§ **Task description**: Copy all lines in the material holding the string "Logical".

§ **Data listing**:
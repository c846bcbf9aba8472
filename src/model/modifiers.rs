//! Visibility, keyword flags and annotations of an item.

use std::fmt;

use super::annotation::AnnotationItem;

/// Access level, ordered from least to most visible.
#[derive(Clone, Copy, Debug, Default, PartialEq, Eq, Hash, PartialOrd, Ord)]
#[cfg_attr(feature = "serde", derive(serde::Serialize, serde::Deserialize))]
pub enum Visibility {
    Private,
    #[default]
    PackagePrivate,
    /// Kotlin `internal`.
    Internal,
    Protected,
    Public,
}

impl Visibility {
    /// The keyword written in source, empty for package-private.
    pub fn keyword(self) -> &'static str {
        match self {
            Visibility::Private => "private",
            Visibility::PackagePrivate => "",
            Visibility::Internal => "internal",
            Visibility::Protected => "protected",
            Visibility::Public => "public",
        }
    }
}

impl fmt::Display for Visibility {
    fn fmt(&self, f: &mut fmt::Formatter<'_>) -> fmt::Result {
        match self {
            Visibility::PackagePrivate => f.write_str("package-private"),
            other => f.write_str(other.keyword()),
        }
    }
}

/// Keyword-like modifiers. Java and Kotlin flags share one set.
#[derive(Clone, Copy, Debug, Default, PartialEq, Eq, Hash)]
pub struct ModifierFlags {
    pub is_static: bool,
    pub is_final: bool,
    pub is_abstract: bool,
    pub is_default: bool,
    pub is_sealed: bool,
    pub is_native: bool,
    pub is_synchronized: bool,
    pub is_transient: bool,
    pub is_volatile: bool,
    pub is_strictfp: bool,
    pub is_deprecated: bool,
    pub is_varargs: bool,
    pub is_const: bool,
    pub is_inline: bool,
    pub is_suspend: bool,
    pub is_operator: bool,
    pub is_infix: bool,
    pub is_data: bool,
    pub is_companion: bool,
    pub is_fun: bool,
    pub is_value: bool,
    pub is_expect: bool,
    pub is_actual: bool,
}

impl ModifierFlags {
    /// Keywords for the flags that are set, in Java declaration order.
    pub fn keywords(&self) -> Vec<&'static str> {
        let table = [
            (self.is_abstract, "abstract"),
            (self.is_default, "default"),
            (self.is_static, "static"),
            (self.is_final, "final"),
            (self.is_sealed, "sealed"),
            (self.is_transient, "transient"),
            (self.is_volatile, "volatile"),
            (self.is_synchronized, "synchronized"),
            (self.is_native, "native"),
            (self.is_strictfp, "strictfp"),
            (self.is_const, "const"),
            (self.is_inline, "inline"),
            (self.is_suspend, "suspend"),
            (self.is_operator, "operator"),
            (self.is_infix, "infix"),
            (self.is_data, "data"),
            (self.is_companion, "companion"),
            (self.is_fun, "fun"),
            (self.is_value, "value"),
            (self.is_expect, "expect"),
            (self.is_actual, "actual"),
        ];
        table
            .into_iter()
            .filter_map(|(set, keyword)| set.then_some(keyword))
            .collect()
    }
}

/// The full modifier state of an item.
#[derive(Clone, Debug, Default, PartialEq)]
pub struct ModifierList {
    pub visibility: Visibility,
    pub flags: ModifierFlags,
    pub annotations: Vec<AnnotationItem>,
}

impl ModifierList {
    pub fn new(visibility: Visibility) -> Self {
        Self {
            visibility,
            ..Self::default()
        }
    }

    pub fn public() -> Self {
        Self::new(Visibility::Public)
    }

    pub fn with_flags(mut self, update: impl FnOnce(&mut ModifierFlags)) -> Self {
        update(&mut self.flags);
        self
    }

    pub fn with_annotation(mut self, annotation: AnnotationItem) -> Self {
        self.annotations.push(annotation);
        self
    }

    pub fn is_public(&self) -> bool {
        self.visibility == Visibility::Public
    }

    pub fn is_private(&self) -> bool {
        self.visibility == Visibility::Private
    }

    pub fn is_static(&self) -> bool {
        self.flags.is_static
    }

    pub fn is_default(&self) -> bool {
        self.flags.is_default
    }

    pub fn find_annotation(&self, qualified_name: &str) -> Option<&AnnotationItem> {
        self.annotations
            .iter()
            .find(|a| a.qualified_name == qualified_name)
    }

    pub fn has_annotation(&self, qualified_name: &str) -> bool {
        self.find_annotation(qualified_name).is_some()
    }

    /// Deprecated through the flag or a deprecation annotation.
    pub fn is_deprecated(&self) -> bool {
        self.flags.is_deprecated || self.annotations.iter().any(AnnotationItem::is_deprecated)
    }

    /// Structural equivalence: same visibility and flags, and the same
    /// annotations with equal attribute values regardless of order.
    pub fn equivalent_to(&self, other: &ModifierList) -> bool {
        self.visibility == other.visibility
            && self.flags == other.flags
            && self.annotations.len() == other.annotations.len()
            && self.annotations_pair_up(other)
    }

    /// Every annotation of `self` matched to a distinct one of `other`.
    fn annotations_pair_up(&self, other: &ModifierList) -> bool {
        let mut unmatched: Vec<&AnnotationItem> = other.annotations.iter().collect();
        self.annotations.iter().all(|a| {
            match unmatched.iter().position(|b| a.equivalent_to(b)) {
                Some(index) => {
                    unmatched.swap_remove(index);
                    true
                }
                None => false,
            }
        })
    }
}

impl fmt::Display for ModifierList {
    fn fmt(&self, f: &mut fmt::Formatter<'_>) -> fmt::Result {
        let mut parts: Vec<String> = self.annotations.iter().map(AnnotationItem::to_source).collect();
        if self.visibility != Visibility::PackagePrivate {
            parts.push(self.visibility.keyword().to_string());
        }
        parts.extend(self.flags.keywords().into_iter().map(str::to_string));
        if parts.is_empty() {
            f.write_str("<none>")
        } else {
            f.write_str(&parts.join(" "))
        }
    }
}

#[cfg(test)]
mod tests {
    use super::*;
    use crate::model::annotation::JAVA_DEPRECATED;

    #[test]
    fn test_visibility_order() {
        assert!(Visibility::Private < Visibility::PackagePrivate);
        assert!(Visibility::Protected < Visibility::Public);
        assert_eq!(Visibility::default(), Visibility::PackagePrivate);
    }

    #[test]
    fn test_deprecated_from_flag_or_annotation() {
        let flagged = ModifierList::public().with_flags(|f| f.is_deprecated = true);
        let annotated = ModifierList::public().with_annotation(AnnotationItem::new(JAVA_DEPRECATED));

        assert!(flagged.is_deprecated());
        assert!(annotated.is_deprecated());
        assert!(!ModifierList::public().is_deprecated());
    }

    #[test]
    fn test_equivalence_ignores_annotation_order() {
        let a = ModifierList::public()
            .with_annotation(AnnotationItem::new("a.X"))
            .with_annotation(AnnotationItem::new("a.Y"));
        let b = ModifierList::public()
            .with_annotation(AnnotationItem::new("a.Y"))
            .with_annotation(AnnotationItem::new("a.X"));
        let c = ModifierList::public().with_flags(|f| f.is_final = true);

        assert!(a.equivalent_to(&b));
        assert!(!ModifierList::public().equivalent_to(&c));
    }

    #[test]
    fn test_equivalence_counts_repeated_annotations() {
        let twice = ModifierList::public()
            .with_annotation(AnnotationItem::new("a.A"))
            .with_annotation(AnnotationItem::new("a.A"));
        let mixed = ModifierList::public()
            .with_annotation(AnnotationItem::new("a.A"))
            .with_annotation(AnnotationItem::new("a.B"));

        assert!(!twice.equivalent_to(&mixed));
        assert!(!mixed.equivalent_to(&twice));
        assert!(twice.equivalent_to(&twice.clone()));
    }

    #[test]
    fn test_display() {
        let modifiers = ModifierList::public()
            .with_flags(|f| {
                f.is_static = true;
                f.is_final = true;
            })
            .with_annotation(AnnotationItem::new("a.X"));
        assert_eq!(modifiers.to_string(), "@a.X public static final");
        assert_eq!(ModifierList::default().to_string(), "<none>");
    }
}
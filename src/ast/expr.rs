use crate::{
    core::{errors::Diagnostic, Position},
    vm::Value,
};

use super::{BinaryOp, UnaryOp};

#[derive(Debug, Clone, PartialEq)]
pub enum Expr {
    Value(Position, Value),
    Unary(UnaryOp, Position, Box<Expr>),
    Additive(BinaryOp, Box<Expr>, Box<Expr>),
    Multiplicative(BinaryOp, Box<Expr>, Box<Expr>),
    Shift(BinaryOp, Box<Expr>, Box<Expr>),
    Conditional(BinaryOp, Box<Expr>, Box<Expr>),
    Equality(BinaryOp, Box<Expr>, Box<Expr>),
    Bitwise(BinaryOp, Box<Expr>, Box<Expr>),
    Logical(BinaryOp, Box<Expr>, Box<Expr>),
    NullCoalesce(Box<Expr>, Box<Expr>),
    Ternary(Box<Expr>, Box<Expr>, Option<Box<Expr>>),
    /// A problem found while folding, carried in the tree until the parser reports it.
    Error(Diagnostic),
}

impl Expr {
    /// The source span the node covers.
    pub fn position(&self) -> Position {
        match self {
            Expr::Value(position, _) => *position,
            Expr::Unary(_, op, operand) => {
                let operand = operand.position();
                Position::new(op.start(), operand.end(), operand.line(), operand.col())
            }
            Expr::Additive(_, left, right)
            | Expr::Multiplicative(_, left, right)
            | Expr::Shift(_, left, right)
            | Expr::Conditional(_, left, right)
            | Expr::Equality(_, left, right)
            | Expr::Bitwise(_, left, right)
            | Expr::Logical(_, left, right)
            | Expr::NullCoalesce(left, right) => Position::span(left.position(), right.position()),
            Expr::Ternary(cond, if_true, if_false) => {
                let last = if_false.as_deref().unwrap_or(&**if_true);
                Position::span(cond.position(), last.position())
            }
            Expr::Error(diagnostic) => diagnostic.position(),
        }
    }

    /// The first error node in the tree, searching depth first and left to right.
    pub fn check_error(&self) -> Option<&Diagnostic> {
        match self {
            Expr::Error(diagnostic) => Some(diagnostic),
            Expr::Value(..) => None,
            Expr::Unary(_, _, operand) => operand.check_error(),
            Expr::Additive(_, left, right)
            | Expr::Multiplicative(_, left, right)
            | Expr::Shift(_, left, right)
            | Expr::Conditional(_, left, right)
            | Expr::Equality(_, left, right)
            | Expr::Bitwise(_, left, right)
            | Expr::Logical(_, left, right)
            | Expr::NullCoalesce(left, right) => left.check_error().or_else(|| right.check_error()),
            Expr::Ternary(cond, if_true, if_false) => cond
                .check_error()
                .or_else(|| if_true.check_error())
                .or_else(|| if_false.as_deref().and_then(Expr::check_error)),
        }
    }
}

pub trait ExprVisitor<T> {
    fn visit_expr(&mut self, expr: &Expr) -> T {
        match expr {
            Expr::Value(position, value) => {
                self.visit_value(position, value)
            },
            Expr::Unary(op, position, operand) => {
                self.visit_unary(*op, position, operand)
            },
            Expr::Additive(op, left, right)
            | Expr::Multiplicative(op, left, right)
            | Expr::Shift(op, left, right)
            | Expr::Conditional(op, left, right)
            | Expr::Equality(op, left, right)
            | Expr::Bitwise(op, left, right)
            | Expr::Logical(op, left, right) => {
                self.visit_binary(*op, left, right)
            },
            Expr::NullCoalesce(left, right) => {
                self.visit_null_coalesce(left, right)
            },
            Expr::Ternary(cond, if_true, if_false) => {
                self.visit_ternary(cond, if_true, if_false.as_deref())
            },
            Expr::Error(diagnostic) => {
                self.visit_error(diagnostic)
            },
        }
    }

    fn visit_value(&mut self, position: &Position, value: &Value) -> T;

    fn visit_unary(&mut self, op: UnaryOp, position: &Position, operand: &Expr) -> T;

    fn visit_binary(&mut self, op: BinaryOp, left: &Expr, right: &Expr) -> T;

    fn visit_null_coalesce(&mut self, left: &Expr, right: &Expr) -> T;

    fn visit_ternary(&mut self, cond: &Expr, if_true: &Expr, if_false: Option<&Expr>) -> T;

    fn visit_error(&mut self, diagnostic: &Diagnostic) -> T;
}
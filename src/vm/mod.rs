pub mod arith;
mod chunk;
mod machine;
mod ops;
mod oprunner;
mod stack;
mod value;

pub use chunk::Chunk;
pub use machine::VM;
pub use ops::OpCode;
pub use oprunner::OpRunner;
pub use stack::Stack;
pub use value::{Value, ValueType};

§ **Task response**:
    Logical(BinaryOp, Box<Expr>, Box<Expr>),
            | Expr::Logical(_, left, right)
            | Expr::Logical(_, left, right)
            | Expr::Logical(op, left, right) => {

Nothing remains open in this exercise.